Good morning. I am Joanne Peterson from Abator, a 26 year old national IT services firm. I’d like to bend your ear a little bit about information.

We used punch cards from 1725 to the 1970s for tracking our critical information. Then we buried information in mainframe programs and hierarchical files before relational databases came along in the late 1980s.

Now we have data warehouses and exponential data growth.

  • In 2000 United States businesses created 2 billion gigabytes of data.

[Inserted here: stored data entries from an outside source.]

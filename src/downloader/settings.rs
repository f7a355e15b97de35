//! Download job validation and extractor argument building.

use std::path::{Path, PathBuf};

use serde::{Deserialize, Serialize};

use crate::error::{EngineError, Result};

/// Maximum URL length to prevent abuse
pub const MAX_URL_LENGTH: usize = 4096;

/// Maximum output path length (OS limits)
pub const MAX_OUTPUT_PATH_LENGTH: usize = 1024;

/// Audio codecs the extractor is allowed to convert to.
pub const AUDIO_FORMATS: [&str; 6] = ["m4a", "mp3", "opus", "aac", "wav", "flac"];

pub const DEFAULT_AUDIO_FORMAT: &str = "m4a";

/// Selector used when no height cap applies.
pub const BEST_VIDEO_SELECTOR: &str = "bv*+ba/b";

pub const BEST_AUDIO_SELECTOR: &str = "bestaudio/best";

/// File names carry the quality and a running number so a second download
/// of the same title at another quality or as audio does not collide.
const VIDEO_OUTPUT_TEMPLATE: &str = "%(title)s [%(height)sp] (%(autonumber)d).%(ext)s";

const AUDIO_OUTPUT_TEMPLATE: &str = "%(title)s [audio] (%(autonumber)d).%(ext)s";

/// One user download request. Immutable once submitted.
#[derive(Debug, Clone, PartialEq, Eq, Serialize, Deserialize)]
#[serde(rename_all = "camelCase")]
pub struct DownloadJob {
    pub source_url: String,
    pub output_directory: PathBuf,
    pub audio_only: bool,
    /// Video: a quality label ("720p", "Best quality (Recommended)").
    /// Audio: a codec name ("mp3", "best").
    pub quality_descriptor: String,
}

impl DownloadJob {
    pub fn video(source_url: impl Into<String>, output_directory: impl Into<PathBuf>, quality: impl Into<String>) -> Self {
        Self {
            source_url: source_url.into(),
            output_directory: output_directory.into(),
            audio_only: false,
            quality_descriptor: quality.into(),
        }
    }

    pub fn audio(source_url: impl Into<String>, output_directory: impl Into<PathBuf>, format: impl Into<String>) -> Self {
        Self {
            source_url: source_url.into(),
            output_directory: output_directory.into(),
            audio_only: true,
            quality_descriptor: format.into(),
        }
    }

    pub fn validate(&self) -> Result<()> {
        validate_url(&self.source_url)?;
        validate_output_location(&self.output_directory)
    }
}

/// Characters that could be dangerous if passed to a shell.
/// Arguments are passed with `Command::args`, never through a shell.
const DANGEROUS_SHELL_CHARS: &[char] = &['|', '&', ';', '$', '`', '\n', '\r', '(', ')', '<', '>'];

/// Validate URL input
pub fn validate_url(url: &str) -> Result<()> {
    let url = url.trim();
    if url.is_empty() {
        return Err(EngineError::invalid_url("URL cannot be empty"));
    }

    if !url.starts_with("http://") && !url.starts_with("https://") {
        return Err(EngineError::invalid_url("URL must start with http:// or https://"));
    }

    if url.len() > MAX_URL_LENGTH {
        return Err(EngineError::invalid_url(format!("URL is too long (max {} characters)", MAX_URL_LENGTH)));
    }

    if url.chars().any(|c| DANGEROUS_SHELL_CHARS.contains(&c)) {
        return Err(EngineError::invalid_url("URL contains invalid characters"));
    }

    Ok(())
}

/// Validate output location
pub fn validate_output_location(location: &Path) -> Result<()> {
    let raw = location.as_os_str();
    if raw.is_empty() || location.to_string_lossy().trim().is_empty() {
        return Err(EngineError::invalid_path("Output location cannot be empty"));
    }

    if raw.len() > MAX_OUTPUT_PATH_LENGTH {
        return Err(EngineError::invalid_path(format!(
            "Output location path is too long (max {} characters)",
            MAX_OUTPUT_PATH_LENGTH
        )));
    }

    Ok(())
}

/// Map a requested audio codec onto a supported one. Blank, "best" and
/// unknown inputs all become `m4a`.
pub fn normalize_audio_format(requested: &str) -> &'static str {
    let s = requested.trim().to_lowercase();
    if s.is_empty() || s.contains("best") {
        return DEFAULT_AUDIO_FORMAT;
    }
    AUDIO_FORMATS.iter().copied().find(|f| *f == s).unwrap_or(DEFAULT_AUDIO_FORMAT)
}

/// Leading integer of a quality label: "1080p (HD)" -> 1080.
pub fn extract_height(label: &str) -> Option<u32> {
    let digits: String = label
        .trim()
        .chars()
        .skip_while(|c| !c.is_ascii_digit())
        .take_while(|c| c.is_ascii_digit())
        .collect();
    digits.parse().ok()
}

/// Build the `-f` selector for a video quality label.
pub fn build_video_selector(quality: &str) -> String {
    let q = quality.trim();
    if q.is_empty() || q.to_lowercase().contains("best") {
        return BEST_VIDEO_SELECTOR.to_string();
    }

    match extract_height(q) {
        Some(h) if h > 0 => format!("bv*[height<={h}]+ba/b[height<={h}]/{BEST_VIDEO_SELECTOR}"),
        _ => BEST_VIDEO_SELECTOR.to_string(),
    }
}

/// Build format selection arguments for a job
pub fn build_format_args(job: &DownloadJob) -> Vec<String> {
    if job.audio_only {
        vec![
            "-x".to_string(),
            "--audio-format".to_string(),
            normalize_audio_format(&job.quality_descriptor).to_string(),
            "-f".to_string(),
            BEST_AUDIO_SELECTOR.to_string(),
        ]
    } else {
        vec!["-f".to_string(), build_video_selector(&job.quality_descriptor)]
    }
}

/// Full argument list for a download invocation (program excluded).
pub fn build_download_args(job: &DownloadJob) -> Vec<String> {
    let template = if job.audio_only { AUDIO_OUTPUT_TEMPLATE } else { VIDEO_OUTPUT_TEMPLATE };
    let output_template = job.output_directory.join(template);

    let mut args: Vec<String> = [
        "--newline",
        "--no-warnings",
        "--progress",
        "--encoding",
        "utf-8",
        "--no-overwrites",
        "--autonumber-start",
        "1",
        "-o",
    ]
    .iter()
    .map(|s| s.to_string())
    .collect();

    args.push(output_template.to_string_lossy().to_string());
    args.extend(build_format_args(job));
    args.push(job.source_url.trim().to_string());
    args
}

Just so you know - one gigabyte holds all the volumes of a complete encyclopedia Britannica.
  • And, experts say we’ll double that amount of information every year – that’s over 1000 BILLION gigabytes for 2010.

Even as we create more and more information, we end up with incomplete and incomprehensible data that is anything but standard. Bad information is costing U.S. business about $600 BILLION annually.

We all need better tools to analyze our huge amounts of complex data, which leads us to Lolopop.

Abator was involved in a highway crash reporting project that required extensive data collection, warehousing and analytics. We were unable to find any commercial products that met all of our client’s complex needs for quality and responsiveness to changing regulatory compliance issues. So the team invented Lolopop, an automated data warehousing and business intelligence solution.

Some of Lolopop’s key components include:

  • Source of Authority (more about that in a minute)
  • Syllogistic Rules Engine. Syllogistic is a fancy was of saying “logical argument”; or if a+b = c then c = a+b.
  • Data Quality
  • Analytics
  • Standardized Elements

We regard the Source of Authority (SOA) for information as supremely critical. Our client determine the SOA for each type of information collected. This means that they know who or what application stored what data, where it came from and when. Then EVERY time that piece of data is changed, again they know absolutely by whom, where, when and what was changed. This put an end to data entry staff randomly changing critical information.

By standardizing the formats of data, Lolopop creates order from chaos.

All business intelligence products have tools to analyze information. Lolopop dynamically builds reports in a variety of ways:

  • Comparisons (time, location, or other conditions)
  • Trends by time periods
  • Significant counts, central or range values
  • Statistical or Topographical display
  • Exception alarms or triggers
  • Nonparametric Statistics (used when data is abnormally distributed or the sample is too small to be statistically significant)

A tool as robust as Lolopop often has a long and convoluted sales cycle. Lolopop is in beta test mode for the GetDiversityCertified web portal – a Turbo Tax-like software service expected to launch in December 2010.